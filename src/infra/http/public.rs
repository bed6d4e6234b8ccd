use std::sync::Arc;

use axum::{
    Extension, Json, Router,
    body::Body,
    extract::{Path, State},
    http::{
        HeaderValue, StatusCode,
        header::{CACHE_CONTROL, CONTENT_DISPOSITION, CONTENT_LENGTH, CONTENT_TYPE, EXPIRES},
    },
    response::{IntoResponse, Redirect, Response},
    routing::get,
};
use bytes::Bytes;
use time::{Duration, OffsetDateTime, format_description::FormatItem, macros::format_description};
use tracing::warn;

use crate::{
    application::{
        chrome::ChromeService, identity::Identity, repos::NodesRepo, resolver::UrlResolver,
        tree::TreeService,
    },
    config::FileSettings,
    domain::nodes::{Attachment, AttachmentPayload, ContentNode, Page},
    presentation::views::{
        BreadcrumbView, FileLinkView, LayoutContext, PageTemplate, PageView, SitemapEntryView,
        SitemapTemplate, SitemapView, file_extension, render_template_response,
    },
};

use super::{
    access_error_to_http, forbidden_page, not_found_page, repo_error_to_http, sanitize_filename,
    tree_error_to_http,
};

const HTTP_DATE: &[FormatItem<'static>] = format_description!(
    "[weekday repr:short], [day] [month repr:short] [year] [hour]:[minute]:[second] GMT"
);

#[derive(Clone)]
pub struct HttpState {
    pub tree: TreeService,
    pub resolver: UrlResolver,
    pub nodes: Arc<dyn NodesRepo>,
    pub chrome: ChromeService,
    pub files: FileSettings,
}

pub fn build_public_router(state: HttpState) -> Router {
    Router::new()
        .route("/", get(site_root))
        .route("/_treedata/", get(tree_data))
        .route("/sitemap/", get(sitemap))
        .route("/{*path}", get(site_path))
        .with_state(state)
}

async fn site_root(
    State(state): State<HttpState>,
    Extension(identity): Extension<Identity>,
) -> Response {
    serve_path(&state, &identity, String::new()).await
}

async fn site_path(
    State(state): State<HttpState>,
    Extension(identity): Extension<Identity>,
    Path(path): Path<String>,
) -> Response {
    serve_path(&state, &identity, path).await
}

async fn serve_path(state: &HttpState, identity: &Identity, path: String) -> Response {
    const SOURCE: &str = "infra::http::public::serve_path";

    let request_path = format!("/{path}");
    match state.resolver.resolve(&path).await {
        Ok(Some(ContentNode::Page(page))) => serve_page(state, identity, &request_path, page).await,
        Ok(Some(ContentNode::Attachment(attachment))) => {
            serve_attachment(state, identity, &request_path, attachment).await
        }
        Ok(None) => not_found_page(&state.chrome, identity, &request_path, None).await,
        Err(err) => tree_error_to_http(SOURCE, err).into_response(),
    }
}

async fn serve_page(
    state: &HttpState,
    identity: &Identity,
    request_path: &str,
    page: Page,
) -> Response {
    const SOURCE: &str = "infra::http::public::serve_page";

    let access = state.tree.access();
    let acl = match access.effective_acl(&page.meta).await {
        Ok(acl) => acl,
        Err(err) => return access_error_to_http(SOURCE, err).into_response(),
    };

    if !acl.global_read && !identity.is_signed_in() {
        return Redirect::to(&state.chrome.login_url(request_path)).into_response();
    }

    let viewer = identity.viewer();
    match access.can_read(&page.meta, viewer).await {
        Ok(true) => {}
        Ok(false) => return forbidden_page(&state.chrome, identity, request_path, None).await,
        Err(err) => return access_error_to_http(SOURCE, err).into_response(),
    }

    let is_editor = match access.can_write(&page.meta, viewer).await {
        Ok(allowed) => allowed,
        Err(err) => return access_error_to_http(SOURCE, err).into_response(),
    };

    let page_path = match state.tree.path(&page.meta).await {
        Ok(path) => path,
        Err(err) => return tree_error_to_http(SOURCE, err).into_response(),
    };

    let files = match state.tree.attached_files(&page).await {
        Ok(files) => files
            .into_iter()
            .filter(|file| !file.hidden)
            .map(|file| FileLinkView {
                href: format!("/{page_path}{}", file.name()),
                extension: file_extension(file.name()),
                name: file.meta.name,
            })
            .collect(),
        Err(err) => return tree_error_to_http(SOURCE, err).into_response(),
    };

    let breadcrumbs = match state.tree.breadcrumbs(&page).await {
        Ok(crumbs) => crumbs
            .into_iter()
            .map(|crumb| BreadcrumbView {
                href: crumb.path,
                label: crumb.name,
            })
            .collect(),
        Err(err) => return tree_error_to_http(SOURCE, err).into_response(),
    };

    let chrome = match state.chrome.load(identity, request_path).await {
        Ok(chrome) => chrome,
        Err(err) => return err.into_response(),
    };

    let content = PageView {
        edit_href: format!("/admin/edit/{}/", page.id()),
        title: page.title,
        content_html: page.content,
        breadcrumbs,
        files,
        is_editor,
    };
    let view = LayoutContext::new(chrome, content);
    render_template_response(PageTemplate { view }, StatusCode::OK)
}

async fn serve_attachment(
    state: &HttpState,
    identity: &Identity,
    request_path: &str,
    attachment: Attachment,
) -> Response {
    const SOURCE: &str = "infra::http::public::serve_attachment";

    match state
        .tree
        .access()
        .can_read(&attachment.meta, identity.viewer())
        .await
    {
        Ok(true) => {}
        Ok(false) => return forbidden_page(&state.chrome, identity, request_path, None).await,
        Err(err) => return access_error_to_http(SOURCE, err).into_response(),
    }

    match attachment.payload() {
        AttachmentPayload::Link(url) => Redirect::to(url).into_response(),
        AttachmentPayload::Blob(blob_id) => match state.nodes.load_blob(*blob_id).await {
            Ok(Some(blob)) => build_file_response(&state.files, attachment.name(), blob.data),
            Ok(None) => {
                warn!(
                    target = "sitecreator::http::files",
                    attachment = %attachment.id(),
                    blob = %blob_id,
                    "attachment references a missing blob"
                );
                not_found_page(&state.chrome, identity, request_path, None).await
            }
            Err(err) => repo_error_to_http(SOURCE, err).into_response(),
        },
        AttachmentPayload::Empty => {
            not_found_page(&state.chrome, identity, request_path, None).await
        }
    }
}

fn build_file_response(settings: &FileSettings, name: &str, bytes: Bytes) -> Response {
    let length = bytes.len();
    let mut response = Response::new(Body::from(bytes));
    *response.status_mut() = StatusCode::OK;

    let headers = response.headers_mut();
    let mime = mime_guess::from_path(name).first_or_octet_stream();
    if let Ok(value) = HeaderValue::from_str(mime.as_ref()) {
        headers.insert(CONTENT_TYPE, value);
    }
    if let Ok(value) = HeaderValue::from_str(&length.to_string()) {
        headers.insert(CONTENT_LENGTH, value);
    }
    if let Ok(value) = HeaderValue::from_str(&settings.cache_control) {
        headers.insert(CACHE_CONTROL, value);
    }
    if let Some(value) = expires_header(OffsetDateTime::now_utc(), settings.cache_seconds) {
        headers.insert(EXPIRES, value);
    }
    if let Ok(value) = HeaderValue::from_str(&format!(
        "inline; filename=\"{}\"",
        sanitize_filename(name)
    )) {
        headers.insert(CONTENT_DISPOSITION, value);
    }

    response
}

fn expires_header(now: OffsetDateTime, cache_seconds: u64) -> Option<HeaderValue> {
    let seconds = i64::try_from(cache_seconds).ok()?;
    let expires = now.checked_add(Duration::seconds(seconds))?;
    let formatted = expires.format(HTTP_DATE).ok()?;
    HeaderValue::from_str(&formatted).ok()
}

async fn tree_data(
    State(state): State<HttpState>,
    Extension(identity): Extension<Identity>,
) -> Response {
    match state.tree.tree_data(identity.viewer()).await {
        Ok(tree) => Json(tree).into_response(),
        Err(err) => tree_error_to_http("infra::http::public::tree_data", err).into_response(),
    }
}

async fn sitemap(
    State(state): State<HttpState>,
    Extension(identity): Extension<Identity>,
) -> Response {
    let entries = match state.tree.sitemap(identity.viewer()).await {
        Ok(entries) => entries,
        Err(err) => return tree_error_to_http("infra::http::public::sitemap", err).into_response(),
    };

    let chrome = match state.chrome.load(&identity, "/sitemap/").await {
        Ok(chrome) => chrome,
        Err(err) => return err.into_response(),
    };

    let content = SitemapView {
        entries: entries
            .into_iter()
            .map(|entry| SitemapEntryView {
                title: entry.page.title,
                href: format!("/{}", entry.path),
                depth: entry.depth,
            })
            .collect(),
    };
    let view = LayoutContext::new(chrome, content);
    render_template_response(SitemapTemplate { view }, StatusCode::OK)
}
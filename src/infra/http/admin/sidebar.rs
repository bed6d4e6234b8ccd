use axum::{
    Extension,
    extract::{Form, Path, State},
    http::StatusCode,
    response::{IntoResponse, Redirect, Response},
};

use crate::{
    application::{identity::Identity, sidebar::SidebarError},
    domain::types::NodeId,
    infra::http::{not_found_page, sidebar_error_to_http, tree_error_to_http},
    presentation::{
        admin::views::{AdminSidebarEditorTemplate, AdminSidebarEditorView},
        views::render_template_response,
    },
};

use super::{AdminState, admin_layout, forms::AdminSidebarForm};

const SIDEBAR_PATH: &str = "/admin/edit/sidebar/";

pub(super) async fn admin_sidebar_edit(
    State(state): State<AdminState>,
    Extension(identity): Extension<Identity>,
) -> Response {
    let yaml = match state.sidebar.source().await {
        Ok(yaml) => yaml,
        Err(err) => {
            return sidebar_error_to_http("infra::http::admin::admin_sidebar_edit", err)
                .into_response();
        }
    };

    render_editor(&state, &identity, yaml, None, StatusCode::OK).await
}

pub(super) async fn admin_sidebar_save(
    State(state): State<AdminState>,
    Extension(identity): Extension<Identity>,
    Form(form): Form<AdminSidebarForm>,
) -> Response {
    match state.sidebar.save(&form.yaml).await {
        Ok(()) => Redirect::to("/admin/").into_response(),
        Err(SidebarError::Parse(err)) => {
            render_editor(
                &state,
                &identity,
                form.yaml,
                Some(err.to_string()),
                StatusCode::BAD_REQUEST,
            )
            .await
        }
        Err(err) => {
            sidebar_error_to_http("infra::http::admin::admin_sidebar_save", err).into_response()
        }
    }
}

pub(super) async fn admin_add_to_sidebar(
    State(state): State<AdminState>,
    Extension(identity): Extension<Identity>,
    Path(id): Path<i64>,
) -> Response {
    const SOURCE: &str = "infra::http::admin::admin_add_to_sidebar";

    let page = match state.tree.find_page(NodeId(id)).await {
        Ok(Some(page)) => page,
        Ok(None) => {
            let path = format!("/admin/edit/add_to_sidebar/{id}");
            return not_found_page(&state.chrome, &identity, &path, None).await;
        }
        Err(err) => return tree_error_to_http(SOURCE, err).into_response(),
    };

    match state.sidebar.add_page(&page).await {
        Ok(()) => Redirect::to(SIDEBAR_PATH).into_response(),
        Err(err) => sidebar_error_to_http(SOURCE, err).into_response(),
    }
}

async fn render_editor(
    state: &AdminState,
    identity: &Identity,
    yaml: String,
    error_message: Option<String>,
    status: StatusCode,
) -> Response {
    let content = AdminSidebarEditorView {
        yaml,
        error_message,
    };

    match admin_layout(state, identity, SIDEBAR_PATH, content).await {
        Ok(view) => render_template_response(AdminSidebarEditorTemplate { view }, status),
        Err(response) => response,
    }
}
use std::time::Instant;

use axum::{
    body::Body,
    http::{HeaderName, HeaderValue, Request},
    middleware::Next,
    response::Response,
};
use tracing::{error, warn};
use uuid::Uuid;

use crate::application::{error::ErrorReport, identity::Identity};

const REQUEST_ID_HEADER: HeaderName = HeaderName::from_static("x-request-id");

#[derive(Clone)]
pub struct RequestContext {
    pub request_id: String,
}

/// Tags the request with an id, echoed back in the `x-request-id` response header.
pub async fn set_request_context(mut request: Request<Body>, next: Next) -> Response {
    let ctx = RequestContext {
        request_id: Uuid::new_v4().to_string(),
    };
    request.extensions_mut().insert(ctx.clone());

    let mut response = next.run(request).await;
    if let Ok(value) = HeaderValue::from_str(&ctx.request_id) {
        response.headers_mut().insert(REQUEST_ID_HEADER, value);
    }
    response.extensions_mut().insert(ctx);
    response
}

/// Logs 4xx responses at warn and 5xx at error, with the attached [`ErrorReport`] if any.
pub async fn log_responses(request: Request<Body>, next: Next) -> Response {
    let started = Instant::now();
    let method = request.method().clone();
    let path = request.uri().path().to_string();
    let viewer = request
        .extensions()
        .get::<Identity>()
        .and_then(|identity| identity.email.clone())
        .unwrap_or_default();
    let request_id = request
        .extensions()
        .get::<RequestContext>()
        .map(|ctx| ctx.request_id.clone())
        .unwrap_or_default();

    let mut response = next.run(request).await;
    let status = response.status();
    if !status.is_client_error() && !status.is_server_error() {
        return response;
    }

    let elapsed_ms = started.elapsed().as_millis();
    let (source, chain) = match response.extensions_mut().remove::<ErrorReport>() {
        Some(report) => (report.source, report.messages),
        None => ("unknown", Vec::new()),
    };
    let detail = chain.first().map(String::as_str).unwrap_or("-");

    if status.is_server_error() {
        error!(
            target = "sitecreator::http::response",
            status = status.as_u16(),
            %method,
            %path,
            elapsed_ms,
            source,
            detail,
            chain = ?chain,
            request_id,
            viewer,
            "request failed",
        );
    } else {
        warn!(
            target = "sitecreator::http::response",
            status = status.as_u16(),
            %method,
            %path,
            elapsed_ms,
            source,
            detail,
            request_id,
            viewer,
            "request rejected",
        );
    }

    response
}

****************

**Task prompt**
Reproduce exactly, and only, the lines from the start of the entries through the one that contains "use bytes::Bytes;".

**Task response**
filename src/infra/http/public.rs
repository bed6d4e6234b8ccd
use std::sync::Arc;

use axum::{
    Extension, Json, Router,
    body::Body,
    extract::{Path, State},
    http::{
        HeaderValue, StatusCode,
        header::{CACHE_CONTROL, CONTENT_DISPOSITION, CONTENT_LENGTH, CONTENT_TYPE, EXPIRES},
    },
    response::{IntoResponse, Redirect, Response},
    routing::get,
};
use bytes::Bytes;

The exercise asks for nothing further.